**Task prompt**. Within the listing below, the lines containing "display" are to be counted. Give the number only.

**Records supplied**.

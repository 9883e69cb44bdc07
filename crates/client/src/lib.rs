#![warn(missing_docs)]
//! Joining client: connects, asks for the world and reassembles it.

mod download;

pub use download::WorldDownload;

use anyhow::{Context, Result};
use isoworld_net::{
    decode_chunk, decode_world_info, encode_request, ClientTransport, ConnectionId,
    ConnectionStatus, DeliveryMethod, Hail, MessageType, NetError, Peer, QuicClientTransport,
    StatusChange, Transport, WorldInfo,
};
use isoworld_world::TileGrid;
use std::net::SocketAddr;
use tracing::{info, instrument, warn};

/// Reason sent when the player leaves.
const LEAVE_REASON: &str = "Client disconnected";

/// Things the presentation layer reacts to.
#[derive(Debug, Clone, PartialEq)]
pub enum ClientEvent {
    /// The server approved us.
    Connected,
    /// The connection ended or was refused.
    Disconnected {
        /// Reason given by whoever closed it.
        reason: String,
    },
    /// Server described its world; the download starts.
    WorldInfo(WorldInfo),
    /// More of the world arrived.
    DownloadProgress {
        /// Distinct cells received.
        received_cells: usize,
        /// Cells in the world.
        total_cells: usize,
    },
    /// The whole world has arrived.
    WorldReady,
}

/// Client-side session state lent to handlers.
#[derive(Default)]
pub struct ClientState {
    server: Option<ConnectionId>,
    status: ConnectionStatus,
    info: Option<WorldInfo>,
    download: Option<WorldDownload>,
    world: Option<TileGrid>,
    events: Vec<ClientEvent>,
}

impl ClientState {
    fn on_status_change<T: Transport>(&mut self, transport: &mut T, change: &StatusChange) {
        if self.server != Some(change.connection.id()) {
            return;
        }
        self.status = change.status;
        match change.status {
            ConnectionStatus::Connected => {
                info!(server = %change.connection, "connected");
                self.events.push(ClientEvent::Connected);
                let request = encode_request(MessageType::RequestServerInfo);
                if let Err(err) = transport.send(
                    change.connection.id(),
                    request,
                    DeliveryMethod::ReliableOrdered,
                ) {
                    warn!("failed to request server info: {err}");
                }
            }
            ConnectionStatus::Disconnected => {
                info!(server = %change.connection, reason = %change.reason, "disconnected");
                self.download = None;
                self.events.push(ClientEvent::Disconnected {
                    reason: change.reason.clone(),
                });
            }
            _ => {}
        }
    }

    fn on_server_info<T: Transport>(
        &mut self,
        transport: &mut T,
        server: ConnectionId,
        payload: &[u8],
    ) -> Result<(), NetError> {
        let info = decode_world_info(payload)?;
        let download = WorldDownload::new(info.clone())
            .map_err(|err| NetError::Malformed(format!("unusable world info: {err}")))?;
        info!(
            server = %info.server_name,
            width = info.width,
            depth = info.depth,
            height = info.height,
            chunks = info.total_chunks,
            "world info received"
        );
        self.download = Some(download);
        self.world = None;
        self.info = Some(info.clone());
        self.events.push(ClientEvent::WorldInfo(info));
        transport.send(
            server,
            encode_request(MessageType::RequestWorldChunks),
            DeliveryMethod::ReliableOrdered,
        )
    }

    fn on_world_chunk(&mut self, payload: &[u8]) -> Result<(), NetError> {
        let chunk = decode_chunk(payload)?;
        let download = self
            .download
            .as_mut()
            .ok_or_else(|| NetError::Malformed("world chunk before server info".into()))?;
        download
            .apply(&chunk)
            .map_err(|err| NetError::Malformed(format!("chunk does not fit world: {err}")))?;
        self.events.push(ClientEvent::DownloadProgress {
            received_cells: download.received_cells(),
            total_cells: download.total_cells(),
        });

        if download.is_complete() {
            self.world = self.download.take().and_then(WorldDownload::into_grid);
            info!("world download complete");
            self.events.push(ClientEvent::WorldReady);
        }
        Ok(())
    }
}

/// Player-side peer.
pub struct GameClient<T: ClientTransport + 'static = QuicClientTransport> {
    peer: Peer<T, ClientState>,
    state: ClientState,
}

impl GameClient<QuicClientTransport> {
    /// Client on a fresh QUIC transport.
    pub fn quic() -> Result<Self> {
        let transport = QuicClientTransport::new().context("Failed to create client transport")?;
        Self::new(transport)
    }
}

impl<T: ClientTransport + 'static> GameClient<T> {
    /// Wrap a transport.
    pub fn new(transport: T) -> Result<Self> {
        let mut peer = Peer::new(transport);
        peer.register_handler(
            MessageType::ServerInfo.as_u8(),
            |state: &mut ClientState, transport: &mut T, connection, payload| {
                state.on_server_info(transport, connection.id(), payload)
            },
        )
        .context("Failed to register server info handler")?;
        peer.register_handler(
            MessageType::WorldChunk.as_u8(),
            |state: &mut ClientState, _transport: &mut T, _connection, payload| {
                state.on_world_chunk(payload)
            },
        )
        .context("Failed to register world chunk handler")?;
        peer.on_status_change(|state: &mut ClientState, transport: &mut T, change| {
            state.on_status_change(transport, change)
        });

        Ok(Self {
            peer,
            state: ClientState::default(),
        })
    }

    /// Start joining the server at `addr`.
    pub fn connect(
        &mut self,
        addr: SocketAddr,
        credential: &str,
        name: &str,
    ) -> Result<(), NetError> {
        if !matches!(
            self.state.status,
            ConnectionStatus::None | ConnectionStatus::Disconnected
        ) {
            return Err(NetError::Transport(format!(
                "cannot connect while {}",
                self.state.status
            )));
        }
        let transport = self.peer.transport_mut();
        transport.connect(addr, &Hail::new(credential, name))?;
        self.state = ClientState {
            server: transport.server_connection(),
            status: ConnectionStatus::InitiatedConnect,
            ..ClientState::default()
        };
        info!(%addr, name, "joining");
        Ok(())
    }

    /// Leave the server.
    pub fn disconnect(&mut self) {
        let Some(server) = self.state.server else {
            warn!("not connected");
            return;
        };
        if matches!(
            self.state.status,
            ConnectionStatus::None | ConnectionStatus::Disconnected | ConnectionStatus::Disconnecting
        ) {
            warn!(status = %self.state.status, "already disconnected");
            return;
        }
        match self.peer.transport_mut().disconnect(server, LEAVE_REASON) {
            Ok(()) => self.state.status = ConnectionStatus::Disconnecting,
            Err(err) => warn!("disconnect failed: {err}"),
        }
    }

    /// Process everything the server sent since the last call.
    #[instrument(skip(self), fields(peer = self.peer.tag()))]
    pub fn update(&mut self) -> Vec<ClientEvent> {
        self.peer.pump(&mut self.state);
        std::mem::take(&mut self.state.events)
    }

    /// Connection status as last reported.
    pub fn status(&self) -> ConnectionStatus {
        self.state.status
    }

    /// World description, once received.
    pub fn world_info(&self) -> Option<&WorldInfo> {
        self.state.info.as_ref()
    }

    /// Download in progress, if any.
    pub fn download(&self) -> Option<&WorldDownload> {
        self.state.download.as_ref()
    }

    /// Completed world, if received.
    pub fn world(&self) -> Option<&TileGrid> {
        self.state.world.as_ref()
    }

    /// Take ownership of the completed world.
    pub fn take_world(&mut self) -> Option<TileGrid> {
        self.state.world.take()
    }

    /// Underlying transport.
    pub fn transport(&self) -> &T {
        self.peer.transport()
    }

    /// Underlying transport, mutably.
    pub fn transport_mut(&mut self) -> &mut T {
        self.peer.transport_mut()
    }

    /// Close the transport.
    pub fn shutdown(&mut self, reason: &str) {
        self.peer.transport_mut().shutdown(reason);
        self.state.status = ConnectionStatus::Disconnected;
    }
}

#[cfg(test)]
mod tests {
    use super::*;
    use isoworld_net::{encode_chunk, encode_world_info, Connection, MemoryTransport};
    use isoworld_world::{generate_terrain, Grid, GridDims, TerrainConfig};

    const ADDR: &str = "127.0.0.1:7777";

    fn connected_client() -> (GameClient<MemoryTransport>, Connection) {
        let mut client = GameClient::new(MemoryTransport::client()).unwrap();
        client.connect(ADDR.parse().unwrap(), "", "ann").unwrap();
        client.transport_mut().accept_connection();
        assert_eq!(client.update(), vec![ClientEvent::Connected]);
        let id = client.transport().server_connection().unwrap();
        (client, Connection::new(id, ADDR.parse().unwrap()))
    }

    fn world_info_for(grid: &dyn Grid, chunk_size: u32) -> WorldInfo {
        let dims = grid.dimensions();
        WorldInfo {
            width: dims.width(),
            depth: dims.depth(),
            height: dims.height(),
            chunk_size,
            total_chunks: dims.volume().div_ceil(chunk_size as usize) as u32,
            player_count: 1,
            server_name: "test".into(),
        }
    }

    #[test]
    fn connect_sends_hail_and_requests_info() {
        let (mut client, _) = connected_client();
        assert_eq!(client.transport().hails()[0].1, Hail::new("", "ann"));
        let sent = client.transport_mut().take_sent();
        assert_eq!(sent.len(), 1);
        assert_eq!(sent[0].bytes, vec![MessageType::RequestServerInfo.as_u8()]);
        assert_eq!(client.status(), ConnectionStatus::Connected);
    }

    #[test]
    fn refused_connection_reports_reason() {
        let mut client = GameClient::new(MemoryTransport::client()).unwrap();
        client.connect(ADDR.parse().unwrap(), "bad", "ann").unwrap();
        client.transport_mut().reject_connection("Incorrect password");
        assert_eq!(
            client.update(),
            vec![ClientEvent::Disconnected {
                reason: "Incorrect password".into()
            }]
        );
        client.connect(ADDR.parse().unwrap(), "good", "ann").unwrap();
    }

    #[test]
    fn second_connect_is_refused() {
        let mut client = GameClient::new(MemoryTransport::client()).unwrap();
        client.connect(ADDR.parse().unwrap(), "", "ann").unwrap();
        assert!(matches!(
            client.connect(ADDR.parse().unwrap(), "", "ann"),
            Err(NetError::Transport(_))
        ));
    }

    #[test]
    fn world_reassembles_from_shuffled_chunks() {
        let dims = GridDims::new(20, 20, 3).unwrap();
        let source = generate_terrain(dims, &TerrainConfig::default());
        let (mut client, server) = connected_client();
        client.transport_mut().take_sent();

        let info = world_info_for(&source, 128);
        client
            .transport_mut()
            .inject_data(&server, encode_world_info(&info).unwrap());
        let events = client.update();
        assert_eq!(events, vec![ClientEvent::WorldInfo(info.clone())]);
        let sent = client.transport_mut().take_sent();
        assert_eq!(sent[0].bytes, vec![MessageType::RequestWorldChunks.as_u8()]);

        let volume = dims.volume();
        let mut chunks: Vec<Vec<u8>> = (0..info.total_chunks as usize)
            .map(|i| {
                let start = i * 128;
                let end = (start + 128).min(volume);
                encode_chunk(&source.cells()[start..end], start, i as u16).unwrap()
            })
            .collect();
        chunks.reverse();
        for message in chunks {
            client.transport_mut().inject_data(&server, message);
        }

        let events = client.update();
        assert_eq!(events.last(), Some(&ClientEvent::WorldReady));
        assert_eq!(client.world(), Some(&source));
        assert!(client.download().is_none());
    }

    #[test]
    fn chunk_before_info_is_dropped() {
        let (mut client, server) = connected_client();
        let cells = vec![isoworld_world::GridCell::EMPTY; 4];
        client
            .transport_mut()
            .inject_data(&server, encode_chunk(&cells, 0, 0).unwrap());
        assert!(client.update().is_empty());
    }

    #[test]
    fn disconnect_twice_is_harmless() {
        let (mut client, _) = connected_client();
        client.disconnect();
        assert_eq!(client.status(), ConnectionStatus::Disconnecting);
        client.disconnect();
        let events = client.update();
        assert_eq!(
            events,
            vec![ClientEvent::Disconnected {
                reason: LEAVE_REASON.into()
            }]
        );
        assert_eq!(client.status(), ConnectionStatus::Disconnected);
        client.disconnect();
    }
}
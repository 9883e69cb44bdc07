use anyhow::{Context, Result};
use isoworld_server::{ServerSettings, UploadLimits};
use isoworld_world::{GridDims, TerrainConfig};
use serde::{Deserialize, Serialize};
use std::{fs, path::Path};
use tracing::warn;

pub const DEFAULT_CONFIG_PATH: &str = "config/isoworld.toml";

#[derive(Debug, Clone, Default, PartialEq, Deserialize, Serialize)]
#[serde(default)]
pub struct AppConfig {
    pub server: ServerConfig,
    pub client: ClientConfig,
}

#[derive(Debug, Clone, PartialEq, Deserialize, Serialize)]
#[serde(default)]
pub struct ServerConfig {
    /// Name reported to joining clients.
    pub name: String,
    pub port: u16,
    pub max_connections: usize,
    /// Empty or absent means no password.
    pub password: Option<String>,
    /// Sessions advanced per tick.
    pub max_concurrent_uploads: usize,
    /// Chunks each serviced session sends per tick.
    pub max_chunks_per_tick: usize,
    /// Cells per world chunk.
    pub chunk_size: usize,
    pub world_width: u32,
    pub world_depth: u32,
    pub world_height: u32,
    /// Terrain seed.
    pub seed: u32,
    /// Simulation ticks per second.
    pub tick_rate: u32,
}

impl Default for ServerConfig {
    fn default() -> Self {
        let limits = UploadLimits::default();
        Self {
            name: "isoworld".to_string(),
            port: 14242,
            max_connections: 16,
            password: None,
            max_concurrent_uploads: limits.max_concurrent_uploads,
            max_chunks_per_tick: limits.max_chunks_per_tick,
            chunk_size: limits.chunk_size,
            world_width: 100,
            world_depth: 100,
            world_height: 3,
            seed: TerrainConfig::default().seed,
            tick_rate: 20,
        }
    }
}

impl ServerConfig {
    pub fn settings(&self) -> ServerSettings {
        ServerSettings {
            name: self.name.clone(),
            password: self.password.clone().filter(|p| !p.trim().is_empty()),
            max_connections: self.max_connections,
            uploads: UploadLimits {
                max_concurrent_uploads: self.max_concurrent_uploads,
                max_chunks_per_tick: self.max_chunks_per_tick,
                chunk_size: self.chunk_size,
            },
        }
    }

    pub fn world_dims(&self) -> Result<GridDims> {
        GridDims::new(self.world_width, self.world_depth, self.world_height)
            .context("Invalid world dimensions in config")
    }

    pub fn terrain(&self) -> TerrainConfig {
        TerrainConfig {
            seed: self.seed,
            ..TerrainConfig::default()
        }
    }
}

#[derive(Debug, Clone, PartialEq, Deserialize, Serialize)]
#[serde(default)]
pub struct ClientConfig {
    pub name: String,
    /// Server address used by `join` when none is given.
    pub server_address: String,
    pub password: String,
}

impl Default for ClientConfig {
    fn default() -> Self {
        Self {
            name: "player".to_string(),
            server_address: "127.0.0.1:14242".to_string(),
            password: String::new(),
        }
    }
}

impl AppConfig {
    /// Load configuration from an explicit path, falling back to defaults on errors.
    pub fn load_from_path(path: &Path) -> Self {
        match fs::read_to_string(path) {
            Ok(contents) => match toml::from_str::<AppConfig>(&contents) {
                Ok(cfg) => cfg,
                Err(err) => {
                    warn!("Failed to parse {}: {err}. Using defaults", path.display());
                    AppConfig::default()
                }
            },
            Err(err) => {
                if err.kind() == std::io::ErrorKind::NotFound {
                    warn!("Config not found at {}. Using defaults", path.display());
                } else {
                    warn!("Failed to read {}: {err}. Using defaults", path.display());
                }
                AppConfig::default()
            }
        }
    }

    /// Save configuration to an explicit path.
    pub fn save_to_path(&self, path: &Path) -> Result<()> {
        let toml = toml::to_string_pretty(self)?;
        if let Some(parent) = path.parent() {
            fs::create_dir_all(parent)?;
        }
        fs::write(path, toml)?;
        Ok(())
    }
}

#[cfg(test)]
mod tests {
    use super::*;

    #[test]
    fn defaults_match_documented_values() {
        let cfg = ServerConfig::default();
        assert_eq!(cfg.max_concurrent_uploads, 2);
        assert_eq!(cfg.max_chunks_per_tick, 4);
        assert_eq!(cfg.chunk_size, 512);
        assert_eq!(cfg.world_dims().unwrap().volume(), 30_000);
    }

    #[test]
    fn save_and_load_round_trip() {
        let dir = tempfile::tempdir().unwrap();
        let path = dir.path().join("nested").join("isoworld.toml");
        let mut cfg = AppConfig::default();
        cfg.server.password = Some("secret".into());
        cfg.server.port = 9000;
        cfg.client.name = "ann".into();
        cfg.save_to_path(&path).unwrap();

        assert_eq!(AppConfig::load_from_path(&path), cfg);
    }

    #[test]
    fn partial_file_fills_defaults() {
        let dir = tempfile::tempdir().unwrap();
        let path = dir.path().join("isoworld.toml");
        fs::write(&path, "[server]\nport = 5000\n").unwrap();
        let cfg = AppConfig::load_from_path(&path);
        assert_eq!(cfg.server.port, 5000);
        assert_eq!(cfg.server.chunk_size, 512);
        assert_eq!(cfg.client, ClientConfig::default());
    }

    #[test]
    fn broken_file_falls_back_to_defaults() {
        let dir = tempfile::tempdir().unwrap();
        let path = dir.path().join("isoworld.toml");
        fs::write(&path, "server = [").unwrap();
        assert_eq!(AppConfig::load_from_path(&path), AppConfig::default());
        assert_eq!(
            AppConfig::load_from_path(&dir.path().join("missing.toml")),
            AppConfig::default()
        );
    }

    #[test]
    fn blank_password_means_none() {
        let cfg = ServerConfig {
            password: Some("  ".into()),
            ..ServerConfig::default()
        };
        assert_eq!(cfg.settings().password, None);
    }
}
//! Length-prefixed framing over QUIC streams.
//!
//! Every reliable message is written as `[len: u32][bytes]`. A stream may
//! carry any number of frames; a clean finish at a frame boundary ends it.

use anyhow::{bail, Context, Result};
use quinn::{ReadExactError, RecvStream, SendStream};
use tracing::trace;

/// Largest frame accepted from a remote peer.
pub const MAX_FRAME_LEN: usize = 1024 * 1024;

/// Write one frame.
pub async fn write_frame(stream: &mut SendStream, data: &[u8]) -> Result<()> {
    if data.len() > MAX_FRAME_LEN {
        bail!("frame of {} bytes exceeds limit {}", data.len(), MAX_FRAME_LEN);
    }
    let len = data.len() as u32;
    stream
        .write_all(&len.to_le_bytes())
        .await
        .context("Failed to write length prefix")?;
    stream
        .write_all(data)
        .await
        .context("Failed to write frame data")?;
    trace!(bytes = data.len(), "frame written");
    Ok(())
}

/// Read one frame; `None` when the stream finished cleanly between frames.
pub async fn read_frame(stream: &mut RecvStream) -> Result<Option<Vec<u8>>> {
    let mut len_bytes = [0u8; 4];
    match stream.read_exact(&mut len_bytes).await {
        Ok(()) => {}
        Err(ReadExactError::FinishedEarly(0)) => return Ok(None),
        Err(err) => return Err(err).context("Failed to read length prefix"),
    }
    let len = u32::from_le_bytes(len_bytes) as usize;
    if len > MAX_FRAME_LEN {
        bail!("frame of {len} bytes exceeds limit {MAX_FRAME_LEN}");
    }

    let mut data = vec![0u8; len];
    stream
        .read_exact(&mut data)
        .await
        .context("Failed to read frame data")?;
    trace!(bytes = len, "frame read");
    Ok(Some(data))
}

#[cfg(test)]
mod tests {
    use super::*;
    use crate::transport::{bind_server_endpoint, client_endpoint};

    #[tokio::test]
    async fn frames_survive_a_shared_stream() {
        let server = bind_server_endpoint("127.0.0.1:0".parse().unwrap()).unwrap();
        let server_addr = server.local_addr().unwrap();

        let server_task = tokio::spawn(async move {
            let connection = server
                .accept()
                .await
                .expect("no incoming connection")
                .await
                .expect("failed to accept connection");
            let mut recv = connection.accept_uni().await.expect("no stream");
            let mut frames = Vec::new();
            while let Some(frame) = read_frame(&mut recv).await.expect("read failed") {
                frames.push(frame);
            }
            frames
        });

        let client = client_endpoint().unwrap();
        let connection = client
            .connect(server_addr, "localhost")
            .unwrap()
            .await
            .expect("failed to connect");
        let mut send = connection.open_uni().await.unwrap();
        write_frame(&mut send, b"first").await.unwrap();
        write_frame(&mut send, b"").await.unwrap();
        write_frame(&mut send, &[7u8; 4096]).await.unwrap();
        send.finish().unwrap();

        let frames = server_task.await.unwrap();
        assert_eq!(frames.len(), 3);
        assert_eq!(frames[0], b"first");
        assert!(frames[1].is_empty());
        assert_eq!(frames[2], vec![7u8; 4096]);
    }

    #[tokio::test]
    async fn oversized_frame_is_refused_before_sending() {
        let server = bind_server_endpoint("127.0.0.1:0".parse().unwrap()).unwrap();
        let server_addr = server.local_addr().unwrap();
        let accept = tokio::spawn(async move { server.accept().await.unwrap().await.unwrap() });

        let client = client_endpoint().unwrap();
        let connection = client
            .connect(server_addr, "localhost")
            .unwrap()
            .await
            .unwrap();
        let _server_side = accept.await.unwrap();
        let mut send = connection.open_uni().await.unwrap();
        assert!(write_frame(&mut send, &vec![0u8; MAX_FRAME_LEN + 1])
            .await
            .is_err());
    }
}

**Task response**. 3